[Information shown Boundary: Start]

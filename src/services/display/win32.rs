use crate::error::Result;
use crate::model::{screen_name_from_device, Display, ForegroundWindow, ProcessId, Rect};
use crate::utils::blocking::run_blocking;
use std::collections::HashMap;
use tracing::{debug, error, info};
use windows::Win32::Foundation::{BOOL, HWND, LPARAM, RECT, TRUE};
use windows::Win32::Graphics::Gdi::{
    EnumDisplayMonitors, GetMonitorInfoW, MonitorFromWindow, HDC, HMONITOR, MONITORINFO,
    MONITORINFOEXW, MONITOR_DEFAULTTONEAREST,
};
use windows::Win32::UI::WindowsAndMessaging::{
    EnumWindows, GetForegroundWindow, GetWindowTextW, GetWindowThreadProcessId, IsWindowVisible,
};

use super::r#trait::DisplayPort;

pub struct Win32DisplayPort;

impl Win32DisplayPort {
    pub fn new() -> Self {
        info!("Инициализация Win32DisplayPort");
        Self
    }

    fn monitors() -> Vec<HMONITOR> {
        unsafe extern "system" fn collect(
            monitor: HMONITOR,
            _hdc: HDC,
            _clip: *mut RECT,
            data: LPARAM,
        ) -> BOOL {
            let monitors = &mut *(data.0 as *mut Vec<HMONITOR>);
            monitors.push(monitor);
            TRUE
        }

        let mut monitors: Vec<HMONITOR> = Vec::new();
        unsafe {
            let _ = EnumDisplayMonitors(
                HDC::default(),
                None,
                Some(collect),
                LPARAM(&mut monitors as *mut Vec<HMONITOR> as isize),
            );
        }
        monitors
    }

    /// Путь устройства (`\\.\DISPLAY1`) и прямоугольник монитора
    fn monitor_info(monitor: HMONITOR) -> Option<(String, Rect)> {
        let mut info = MONITORINFOEXW::default();
        info.monitorInfo.cbSize = std::mem::size_of::<MONITORINFOEXW>() as u32;

        let ok = unsafe {
            GetMonitorInfoW(monitor, &mut info as *mut MONITORINFOEXW as *mut MONITORINFO)
        };
        if !ok.as_bool() {
            return None;
        }

        let len = info
            .szDevice
            .iter()
            .position(|c| *c == 0)
            .unwrap_or(info.szDevice.len());
        let device = String::from_utf16_lossy(&info.szDevice[..len]);
        let r = info.monitorInfo.rcMonitor;
        Some((device, Rect::from_edges(r.left, r.top, r.right, r.bottom)))
    }

    fn display_of_window(hwnd: HWND) -> Option<String> {
        let monitor = unsafe { MonitorFromWindow(hwnd, MONITOR_DEFAULTTONEAREST) };
        let (device, _) = Self::monitor_info(monitor)?;
        screen_name_from_device(&device)
    }

    fn window_pid(hwnd: HWND) -> Option<ProcessId> {
        let mut pid = 0u32;
        unsafe { GetWindowThreadProcessId(hwnd, Some(&mut pid)) };
        (pid != 0).then_some(pid)
    }

    fn window_title(hwnd: HWND) -> String {
        let mut buffer = [0u16; 512];
        let len = unsafe { GetWindowTextW(hwnd, &mut buffer) };
        String::from_utf16_lossy(&buffer[..len.max(0) as usize])
    }

    fn list_displays_blocking() -> Result<Vec<Display>> {
        let displays = Self::monitors()
            .into_iter()
            .enumerate()
            .filter_map(|(index, monitor)| {
                let (device_name, rect) = Self::monitor_info(monitor)?;
                Some(Display {
                    name: Display::ordinal_name(index),
                    device_name,
                    rect,
                })
            })
            .collect();
        Ok(displays)
    }

    fn foreground_blocking() -> Result<Option<ForegroundWindow>> {
        let hwnd = unsafe { GetForegroundWindow() };
        if hwnd.is_invalid() {
            return Ok(None);
        }

        let Some(pid) = Self::window_pid(hwnd) else {
            return Ok(None);
        };

        Ok(Some(ForegroundWindow {
            pid,
            title: Self::window_title(hwnd),
            display: Self::display_of_window(hwnd),
        }))
    }

    fn visible_owners_blocking() -> Result<HashMap<ProcessId, String>> {
        unsafe extern "system" fn collect(hwnd: HWND, data: LPARAM) -> BOOL {
            let windows = &mut *(data.0 as *mut Vec<HWND>);
            if IsWindowVisible(hwnd).as_bool() {
                windows.push(hwnd);
            }
            TRUE
        }

        let mut windows: Vec<HWND> = Vec::new();
        unsafe { EnumWindows(Some(collect), LPARAM(&mut windows as *mut Vec<HWND> as isize))? };

        let mut owners = HashMap::new();
        for hwnd in windows {
            let (Some(pid), Some(display)) = (Self::window_pid(hwnd), Self::display_of_window(hwnd))
            else {
                continue;
            };
            owners.insert(pid, display);
        }
        debug!("Видимых окон с экраном: {} процессов", owners.len());
        Ok(owners)
    }
}

#[async_trait::async_trait]
impl DisplayPort for Win32DisplayPort {
    async fn list_displays(&self) -> Vec<Display> {
        run_blocking(Self::list_displays_blocking)
            .await
            .unwrap_or_else(|e| {
                error!("Ошибка перечисления мониторов: {}", e);
                Vec::new()
            })
    }

    async fn foreground_process(&self) -> Option<ForegroundWindow> {
        run_blocking(Self::foreground_blocking)
            .await
            .unwrap_or_else(|e| {
                error!("Ошибка получения активного окна: {}", e);
                None
            })
    }

    async fn all_visible_window_owners(&self) -> HashMap<ProcessId, String> {
        run_blocking(Self::visible_owners_blocking)
            .await
            .unwrap_or_else(|e| {
                error!("Ошибка перечисления окон: {}", e);
                HashMap::new()
            })
    }
}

[Information shown Boundary: End]

Check each line of the entries, and copy the ones that contain "push".

Response below:
            monitors.push(monitor);
                windows.push(hwnd);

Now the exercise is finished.